Au surplus, le recourant a été placé sous mandat d’arrêt et interpellé, puis incarcéré, le 19 octobre 2022, alors qu’il n’avait pas respecté un ordre d’exécution de peine du 19 février 2021 avec effet au 18 mai 2021. Il n’exerçait alors aucune activité professionnelle, pas plus qu’il n’avait une autre activité avec un taux d’occupation d’au moins 20 heures par semaine. Le dossier ne contient pas non plus de demande préalable de sa part, tendant à pouvoir bénéficier du régime de la semi-détention. Partant, la condition de la poursuite d’une activité professionnelle ou d’une autre activité au sens des art. 77b CP et 5 let. f RSD n’était d’emblée pas réalisée. Ce motif suffit à dénier tout droit au régime de la semi-détention. Contrairement à ce que plaide le recourant, le régime de la semi-détention n’a pas pour but la réinsertion professionnelle du condamné, mais uniquement celui de faire en sorte que le détenu conserve l’emploi ou l’activité qu’il exerçait avant son incarcération, cette condition n’étant pas réalisée en l’espèce. Le fait que le recourant ait conclu un contrat de stage quelques jours après son incarcération, puis un contrat de travail pendant l’exécution de ses peines n’y change rien (cf., dans un cas analogue, CREP 26 mars 2021/297).

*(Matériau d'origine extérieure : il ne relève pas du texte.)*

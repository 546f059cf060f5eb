pub mod error;
pub mod history;
pub mod insights;
pub mod llm_config;
pub mod reflection;
pub mod survey;
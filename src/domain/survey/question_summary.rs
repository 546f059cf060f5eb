use serde::{Deserialize, Serialize};
use std::collections::BTreeMap;

use super::Category;

/// Aggregate for one Likert-scale column
#[derive(Debug, Clone, PartialEq, Serialize, Deserialize)]
#[serde(rename_all = "camelCase")]
pub struct QuestionSummary {
    /// Normalized header label
    pub question: String,

    /// Raw trimmed answer -> occurrences, including answers that did not map
    /// to a Likert value
    pub counts: BTreeMap<String, usize>,

    /// Number of respondent rows
    pub total: usize,

    /// Mean over answers that mapped to a Likert value
    pub average_score: f64,

    pub category: Category,

    /// High score means a worse outcome
    pub is_reverse: bool,
}

/// Colour band used when charting a question's average
#[derive(Debug, Clone, Copy, PartialEq, Eq, Serialize, Deserialize)]
#[serde(rename_all = "camelCase")]
pub enum ScoreBand {
    Excellent,
    Good,
    Moderate,
    Low,
    /// Reverse question at or below the warning threshold
    Healthy,
    /// Reverse question above the warning threshold
    Concerning,
}

impl ScoreBand {
    pub fn for_average(average: f64, is_reverse: bool) -> Self {
        if is_reverse {
            return if average > 3.5 {
                ScoreBand::Concerning
            } else {
                ScoreBand::Healthy
            };
        }

        if average >= 4.5 {
            ScoreBand::Excellent
        } else if average >= 4.0 {
            ScoreBand::Good
        } else if average >= 3.0 {
            ScoreBand::Moderate
        } else {
            ScoreBand::Low
        }
    }
}

impl QuestionSummary {
    pub fn score_band(&self) -> ScoreBand {
        ScoreBand::for_average(self.average_score, self.is_reverse)
    }

    /// Number of answers counted, mapped or not
    pub fn answered(&self) -> usize {
        self.counts.values().sum()
    }
}

#[cfg(test)]
mod tests {
    use super::*;

    #[test]
    fn test_score_bands() {
        assert_eq!(ScoreBand::for_average(4.6, false), ScoreBand::Excellent);
        assert_eq!(ScoreBand::for_average(4.0, false), ScoreBand::Good);
        assert_eq!(ScoreBand::for_average(3.2, false), ScoreBand::Moderate);
        assert_eq!(ScoreBand::for_average(2.9, false), ScoreBand::Low);
    }

    #[test]
    fn test_reverse_question_band_flips() {
        assert_eq!(ScoreBand::for_average(4.6, true), ScoreBand::Concerning);
        assert_eq!(ScoreBand::for_average(3.5, true), ScoreBand::Healthy);
    }

    #[test]
    fn test_serializes_camel_case() {
        let summary = QuestionSummary {
            question: "Klasė yra tvarkinga".to_string(),
            counts: BTreeMap::from([("Iš dalies".to_string(), 2)]),
            total: 3,
            average_score: 3.0,
            category: Category::Climate,
            is_reverse: false,
        };

        let json = serde_json::to_value(&summary).unwrap();
        assert_eq!(json["averageScore"], 3.0);
        assert_eq!(json["isReverse"], false);
        assert_eq!(json["category"], "Klimatas");
        assert_eq!(summary.answered(), 2);
    }
}
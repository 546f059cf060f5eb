use serde::{Deserialize, Serialize};

/// Default sentiment used when the service gives no usable score
pub const NEUTRAL_SENTIMENT: f64 = 50.0;

/// Qualitative analysis returned by the AI insight service
#[derive(Debug, Clone, PartialEq, Serialize, Deserialize)]
#[serde(rename_all = "camelCase")]
pub struct AiInsights {
    #[serde(default)]
    pub strengths: String,
    #[serde(default)]
    pub improvements: String,
    #[serde(default)]
    pub insights: String,
    #[serde(default)]
    pub themes: Vec<Theme>,
    #[serde(default = "neutral_sentiment")]
    pub sentiment_score: f64,
}

fn neutral_sentiment() -> f64 {
    NEUTRAL_SENTIMENT
}

#[derive(Debug, Clone, PartialEq, Serialize, Deserialize)]
pub struct Theme {
    pub label: String,
    pub description: String,
    pub sentiment: String,
}

impl AiInsights {
    /// Shown when the insight request fails
    pub fn fallback() -> Self {
        Self {
            strengths: "Nepavyko sugeneruoti įžvalgų.".to_string(),
            improvements: "Peržiūrėkite mokinių duomenis rankiniu būdu.".to_string(),
            insights: String::new(),
            themes: Vec::new(),
            sentiment_score: NEUTRAL_SENTIMENT,
        }
    }

    /// Score used for display; zero or non-finite reads as neutral
    pub fn effective_sentiment(&self) -> f64 {
        if self.sentiment_score.is_finite() && self.sentiment_score != 0.0 {
            self.sentiment_score
        } else {
            NEUTRAL_SENTIMENT
        }
    }

    pub fn sentiment_level(&self) -> SentimentLevel {
        SentimentLevel::from_score(self.effective_sentiment())
    }
}

#[derive(Debug, Clone, Copy, PartialEq, Eq, Serialize, Deserialize)]
#[serde(rename_all = "camelCase")]
pub enum SentimentLevel {
    VeryPositive,
    Positive,
    Neutral,
    NeedsAttention,
}

impl SentimentLevel {
    pub fn from_score(score: f64) -> Self {
        if score > 80.0 {
            SentimentLevel::VeryPositive
        } else if score > 60.0 {
            SentimentLevel::Positive
        } else if score > 40.0 {
            SentimentLevel::Neutral
        } else {
            SentimentLevel::NeedsAttention
        }
    }

    pub fn label(&self) -> &'static str {
        match self {
            SentimentLevel::VeryPositive => "Itin pozityvus",
            SentimentLevel::Positive => "Pozityvus",
            SentimentLevel::Neutral => "Neutralus",
            SentimentLevel::NeedsAttention => "Reikalaujantis dėmesio",
        }
    }
}

/// Which list of mentor suggestions a reflection field draws from
#[derive(Debug, Clone, Copy, PartialEq, Eq, Hash, Serialize, Deserialize)]
#[serde(rename_all = "camelCase")]
pub enum SuggestionGroup {
    Observation,
    Analysis,
    BestPractice,
    Emotion,
    Action,
    NextStep,
}

/// Short mentor prompts for each reflection step
#[derive(Debug, Clone, Default, PartialEq, Serialize, Deserialize)]
#[serde(rename_all = "camelCase")]
pub struct ReflectionSuggestions {
    #[serde(default)]
    pub observation_suggestions: Vec<String>,
    #[serde(default)]
    pub analysis_suggestions: Vec<String>,
    #[serde(default)]
    pub best_practice_suggestions: Vec<String>,
    #[serde(default)]
    pub emotion_suggestions: Vec<String>,
    #[serde(default)]
    pub action_suggestions: Vec<String>,
    #[serde(default)]
    pub next_step_suggestions: Vec<String>,
}

impl ReflectionSuggestions {
    pub fn for_group(&self, group: SuggestionGroup) -> &[String] {
        match group {
            SuggestionGroup::Observation => &self.observation_suggestions,
            SuggestionGroup::Analysis => &self.analysis_suggestions,
            SuggestionGroup::BestPractice => &self.best_practice_suggestions,
            SuggestionGroup::Emotion => &self.emotion_suggestions,
            SuggestionGroup::Action => &self.action_suggestions,
            SuggestionGroup::NextStep => &self.next_step_suggestions,
        }
    }

    pub fn is_empty(&self) -> bool {
        self.observation_suggestions.is_empty()
            && self.analysis_suggestions.is_empty()
            && self.best_practice_suggestions.is_empty()
            && self.emotion_suggestions.is_empty()
            && self.action_suggestions.is_empty()
            && self.next_step_suggestions.is_empty()
    }
}

#[cfg(test)]
mod tests {
    use super::*;

    #[test]
    fn test_sentiment_levels() {
        assert_eq!(SentimentLevel::from_score(81.0), SentimentLevel::VeryPositive);
        assert_eq!(SentimentLevel::from_score(80.0), SentimentLevel::Positive);
        assert_eq!(SentimentLevel::from_score(50.0), SentimentLevel::Neutral);
        assert_eq!(SentimentLevel::from_score(40.0), SentimentLevel::NeedsAttention);
    }

    #[test]
    fn test_zero_score_reads_as_neutral() {
        let mut insights = AiInsights::fallback();
        insights.sentiment_score = 0.0;
        assert_eq!(insights.effective_sentiment(), NEUTRAL_SENTIMENT);
        assert_eq!(insights.sentiment_level().label(), "Neutralus");
    }

    #[test]
    fn test_partial_payload_fills_defaults() {
        let insights: AiInsights =
            serde_json::from_str(r#"{"strengths":"Aiškūs paaiškinimai"}"#).unwrap();
        assert_eq!(insights.strengths, "Aiškūs paaiškinimai");
        assert!(insights.themes.is_empty());
        assert_eq!(insights.sentiment_score, NEUTRAL_SENTIMENT);
    }

    #[test]
    fn test_suggestions_by_group() {
        let suggestions: ReflectionSuggestions =
            serde_json::from_str(r#"{"actionSuggestions":["Pradėti nuo klausimo"]}"#).unwrap();
        assert_eq!(
            suggestions.for_group(SuggestionGroup::Action),
            ["Pradėti nuo klausimo".to_string()]
        );
        assert!(suggestions.for_group(SuggestionGroup::Emotion).is_empty());
        assert!(!suggestions.is_empty());
    }
}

Enfin, le contrat de stage que le condamné a produit à l’appui de sa demande de pouvoir bénéficier du régime de la semi-détention – seul contrat au dossier produit avant la décision attaquée – ne contient aucune précision sur la durée de son activité. Il n’est donc pas établi que le taux d’occupation était d’au moins 20 heures par semaine, comme l’impose l’art. 5 al. 1 let. f RSD.

Au vu de ce qui précède, c'est dès lors à bon droit que l'autorité intimée a considéré a refusé l'exécution de la peine sous le régime de la semi-détention.

Au vu de ce qui précède, le recours, manifestement mal fondé, doit être rejeté sans échange d’écritures (art. 390 al. 2 CPP) et la décision du 28 octobre 2022 confirmée.

Les frais de la procédure de recours, constitués en l’espèce de l’émolument d'arrêt, par 770 fr. (art. 20 al. 1 TFIP [Tarif des frais judiciaires de procédure et indemnités en matière pénale du 28 septembre 2010 ; BLV 312.03.1]), seront mis à la charge du recourant, qui succombe (cf. art. 428 al. 1 CPP).

Par ces motifs, la Chambre des recours pénale prononce :

I. Le recours est rejeté.

II. La décision du 28 octobre 2022 est confirmée.

III. Les frais d’arrêt, par 770 fr. (sept cent septante francs), sont mis à la charge de Z.________.

IV. L’arrêt est exécutoire.

La présidente : Le greffier :

Du

Le présent arrêt, dont la rédaction a été approuvée à huis clos, est notifié, par l'envoi d'une copie complète, à :

M. Z.________,

Ministère public central,

et communiqué à :

‑ Office d’exécution des peines,

par l’envoi de photocopies.

Le présent arrêt peut faire l'objet d'un recours en matière pénale devant le Tribunal fédéral au sens des art. 78 ss LTF (loi du 17 juin 2005 sur le Tribunal fédéral ; RS 173.110). Ce recours doit être déposé devant le Tribunal fédéral dans les trente jours qui suivent la notification de l'expédition complète (art. 100 al. 1 LTF).